BY ROGER MOORE McClatchy-Tribune News Service
Published: April 18, 2013   |
Updated: April 18, 2013 at 09:41 AM
Movie review Stars: Scott Elrod, Dorian Brown, Vivica A. Fox Info: Running time: 93 minutes Rated PG-13 (for some mature thematic material)
The first rule of any baseball movie is that the guys cast to star in it have to look like they can play. And in "Home Run," Scott Elrod had the build, the swagger and the sweet swing of a big leaguer. That makes him and this thin tale of 12-step redemption credible and watchable, if nothing else.
Elrod, a character actor who played a hunk hired to perform the fake film script in 'Argo,' here is a big-league slugger with alcohol problems and daddy issues.
The booze we can see in his everyday routine - dumping out the soft drink, filling the cup with vodka. And the daddy problems we're shown in a prologue, when a young Cory Brand had to 'be a man' and take fastballs from his drunken, abusive father.

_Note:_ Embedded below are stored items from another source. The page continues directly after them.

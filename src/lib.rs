//! # flowline
//!
//! **Backpressure-aware streaming pipelines in Rust.**
//!
//! `flowline` composes sources, transforms and sinks into a typed chain and
//! drives it over bounded Tokio channels. A slow stage stalls the ones
//! before it; nothing buffers more than its channel capacity.
//!
//! ---
//!
//! ## Core Model
//!
//! ```text
//! Source → Transform → … → Sink
//! ```
//!
//! Every stage implements [`Pipe`]. Sources are `Pipe<(), T>` and start on
//! the driver's tick; sinks are `Pipe<T, ()>`. [`Pipeline`] runs the chain
//! and owns completion, error propagation, the close protocol and aborts.
//!
//! ---
//!
//! ## Example
//!
//! ```no_run
//! use flowline::prelude::*;
//!
//! #[tokio::main]
//! async fn main() -> flowline::error::Result<()> {
//!     let pipe = ArraySource::new((1..=100u32).collect())
//!         .filter(|x| x % 2 == 0)
//!         .pipe(
//!             MapPipe::new("square", |x: u32, _index| async move { Ok(x * x) })
//!                 .concurrency(8)
//!                 .error_mode(ErrorMode::ThrowAggregated),
//!         )
//!         .pipe(LimitPipe::new(10).close_source());
//!
//!     let out = Pipeline::new()
//!         .buffer(32)
//!         .allow_graceful_close(true)
//!         .collect(pipe)
//!         .await?;
//!     assert_eq!(out.len(), 10);
//!     Ok(())
//! }
//! ```
//!
//! ---
//!
//! ## Early termination
//!
//! A stage that is done with the whole stream (a limit reached, a mapper
//! returning [`Emit::End`]) runs the close protocol: it ends downstream,
//! detaches from upstream, waits until everything in flight has reached
//! the end of the pipeline and only then destroys the source. The run ends
//! with [`Error::Closed`] unless [`Pipeline::allow_graceful_close`] is set.
//!
//! Stages opt in through [`Pipe::capabilities`]; a stage that does not
//! declare `REQUEST_CLOSE` never sees the protocol.
//!
//! ---
//!
//! ## Cancellation
//!
//! ```no_run
//! use flowline::prelude::*;
//!
//! # async fn demo<P>(pipe: P) -> flowline::error::Result<()>
//! # where
//! #   P: Pipe<(), ()> + Send + Sync + 'static,
//! # {
//! let (abort, handle) = Pipeline::new().allow_graceful_abort(true).spawn(pipe);
//! abort.abort();
//! handle.await??;
//! # Ok(())
//! # }
//! ```
//!
//! ---
//!
//! ## Worker threads
//!
//! [`WorkerPool`] runs a [`Worker`] on N OS threads, each with its own
//! current-thread runtime. Items are dispatched round-robin; output is
//! unordered.
//!
//! ---
//!
//! ## Observability
//!
//! `flowline` emits `tracing` events named `flowline.*` (for example
//! `flowline.downstream.closed`, `flowline.close.source_destroyed`,
//! `flowline.item.suppressed`, `flowline.worker.failed`) inside a
//! `flowline.pipeline` span. Install any subscriber:
//!
//! ```ignore
//! tracing_subscriber::fmt()
//!     .with_env_filter("flowline=debug")
//!     .init();
//! ```
//!
//! ---
//!
//! ## Feature Flags
//!
//! - `ndjson` *(default)*: JSON record stages and the NDJSON file helpers
//!   in [`ndjson`].
//!
//! [`Pipe`]: pipeline::pipe::Pipe
//! [`Pipe::capabilities`]: pipeline::pipe::Pipe::capabilities
//! [`Pipeline`]: pipeline::runtime::Pipeline
//! [`Pipeline::allow_graceful_close`]: pipeline::runtime::Pipeline::allow_graceful_close
//! [`Emit::End`]: transform::map::Emit::End
//! [`Error::Closed`]: error::Error::Closed
//! [`WorkerPool`]: worker::WorkerPool
//! [`Worker`]: worker::Worker

pub mod error;
#[cfg(feature = "ndjson")]
pub mod ndjson;
pub mod pipeline;
pub mod sink;
pub mod source;
pub mod transform;
pub mod worker;

pub mod prelude {
    //! Convenient imports for most `flowline` users.

    pub use crate::error::{Error, Result};
    pub use crate::pipeline::cancel::{AbortHandle, CancelToken};
    pub use crate::pipeline::chain::PipeExt;
    pub use crate::pipeline::pipe::{Capabilities, Pipe};
    pub use crate::pipeline::runtime::Pipeline;
    pub use crate::sink::{CollectSink, ForEachSink, VoidSink};
    pub use crate::source::{ArraySource, IterSource, PullSource, PushSource};
    pub use crate::transform::{Emit, ErrorMode, LimitPipe, MapPipe, OffsetPipe, ThrottlePipe};
}
//! Sources: stages with no upstream, started by the driver's start tick.
//!
//! Every source here declares [`Capabilities::DESTROYABLE`] and stops as
//! soon as the close protocol destroys it, the pipeline is cancelled, or
//! downstream goes away.
//!
//! [`Capabilities::DESTROYABLE`]: crate::pipeline::pipe::Capabilities::DESTROYABLE

pub mod array;
pub mod fs;
pub mod pull;
pub mod push;

pub use array::{ArraySource, IterSource};
pub use fs::FsSource;
pub use pull::PullSource;
pub use push::{PushHandle, PushSource};

use tokio::sync::mpsc::{Receiver, Sender};

use crate::pipeline::context::StageContext;
use crate::pipeline::pipe::Flow;

/// Resolves once the source must stop for any reason other than
/// downstream closing.
pub(crate) async fn stopped(ctx: &StageContext) {
    match ctx.close() {
        Some(close) => {
            tokio::select! {
                _ = ctx.cancel().cancelled() => {}
                _ = close.source_destroyed() => {}
            }
        }
        None => ctx.cancel().cancelled().await,
    }
}

/// Wait for the driver's start tick.
pub(crate) async fn await_start(stage: &'static str, input: &mut Receiver<()>, ctx: &StageContext) -> Flow {
    tokio::select! {
        _ = stopped(ctx) => {
            tracing::debug!(event = "flowline.cancelled", stage = stage, where_ = "start", "flowline.cancelled");
            Flow::Stop
        }
        _ = input.recv() => Flow::Continue,
    }
}

/// Send one produced item, giving up when the source is stopped or
/// downstream is gone.
pub(crate) async fn emit<T: Send>(stage: &'static str, output: &Sender<T>, item: T, ctx: &StageContext) -> Flow {
    tokio::select! {
        _ = stopped(ctx) => {
            tracing::debug!(event = "flowline.source.stopped", stage = stage, where_ = "send", "flowline.source.stopped");
            Flow::Stop
        }
        sent = output.send(item) => {
            if sent.is_err() {
                tracing::debug!(event = "flowline.downstream.closed", stage = stage, "flowline.downstream.closed");
                Flow::Stop
            } else {
                Flow::Continue
            }
        }
    }
}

It all blows up that day Cory's drunkenly called out after hitting what he thought was an inside-the-park home run. The tirade he tosses injures a batboy and earns him an eight-week suspension.

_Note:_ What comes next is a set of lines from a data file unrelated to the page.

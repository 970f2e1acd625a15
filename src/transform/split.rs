use async_trait::async_trait;
use bytes::{Bytes, BytesMut};
use tokio::sync::mpsc::{Receiver, Sender};

use crate::error::{Error, Result};
use crate::pipeline::context::StageContext;
use crate::pipeline::pipe::{forward, Flow, Pipe};

/// Splits a raw byte stream into records on a delimiter (newline by
/// default).
///
/// Records may cross chunk boundaries; only the unterminated tail is
/// buffered. A non-empty tail is flushed as the last record at end of
/// input. Records are emitted byte for byte, delimiter excluded. Record
/// size is unbounded unless [`SplitPipe::max_record_bytes`] is set.
pub struct SplitPipe {
    delimiter: u8,
    max_record_bytes: Option<usize>,
}

impl SplitPipe {
    pub fn new() -> Self {
        Self {
            delimiter: b'\n',
            max_record_bytes: None,
        }
    }

    pub fn delimiter(mut self, delimiter: u8) -> Self {
        self.delimiter = delimiter;
        self
    }

    /// Maximum size of one record; longer records fail the stage.
    pub fn max_record_bytes(mut self, n: usize) -> Self {
        self.max_record_bytes = Some(n);
        self
    }

    fn check_len(&self, len: usize) -> Result<()> {
        match self.max_record_bytes {
            Some(max) if len > max => Err(Error::stage(
                "split",
                format!("record exceeded max_record_bytes ({len} > {max})"),
            )),
            _ => Ok(()),
        }
    }
}

impl Default for SplitPipe {
    fn default() -> Self {
        Self::new()
    }
}

#[async_trait]
impl Pipe<Bytes, Bytes> for SplitPipe {
    fn stage_name(&self) -> &'static str {
        "split"
    }

    async fn process(
        &self,
        mut input: Receiver<Bytes>,
        output: Sender<Bytes>,
        ctx: StageContext,
    ) -> Result<()> {
        let mut tail = BytesMut::new();

        loop {
            tokio::select! {
                _ = ctx.cancel().cancelled() => {
                    tracing::debug!(event = "flowline.cancelled", stage = "split", where_ = "recv", "flowline.cancelled");
                    return Ok(())
                },
                msg = input.recv() => {
                    let Some(chunk) = msg else { break; };

                    let mut start = 0;
                    while let Some(pos) = chunk[start..].iter().position(|&b| b == self.delimiter) {
                        let end = start + pos;
                        let record = if tail.is_empty() {
                            chunk.slice(start..end)
                        } else {
                            tail.extend_from_slice(&chunk[start..end]);
                            tail.split().freeze()
                        };
                        self.check_len(record.len())?;
                        if forward("split", &output, record).await == Flow::Stop {
                            return Ok(());
                        }
                        start = end + 1;
                    }

                    tail.extend_from_slice(&chunk[start..]);
                    self.check_len(tail.len())?;
                }
            }
        }

        if !tail.is_empty() {
            forward("split", &output, tail.freeze()).await;
        }
        Ok(())
    }
}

That forces his agent (Vivica A. Fox, terrific) to get creative. She packs him off to his hometown. But another screw-up - a DUI - adds to the mess.
Now, he's got to go to 12-step 'Celebrate Recovery' meetings. And he has to coach his brother's Little League team.
There's a disapproving sister-in-law (Nicole Leigh), a few star-struck Little League parents, and a fellow coach (Dorian Brown) who happens to have been Cory's high school sweetheart.
And she has a son (Charles Henry Wyson) in need of a father figure.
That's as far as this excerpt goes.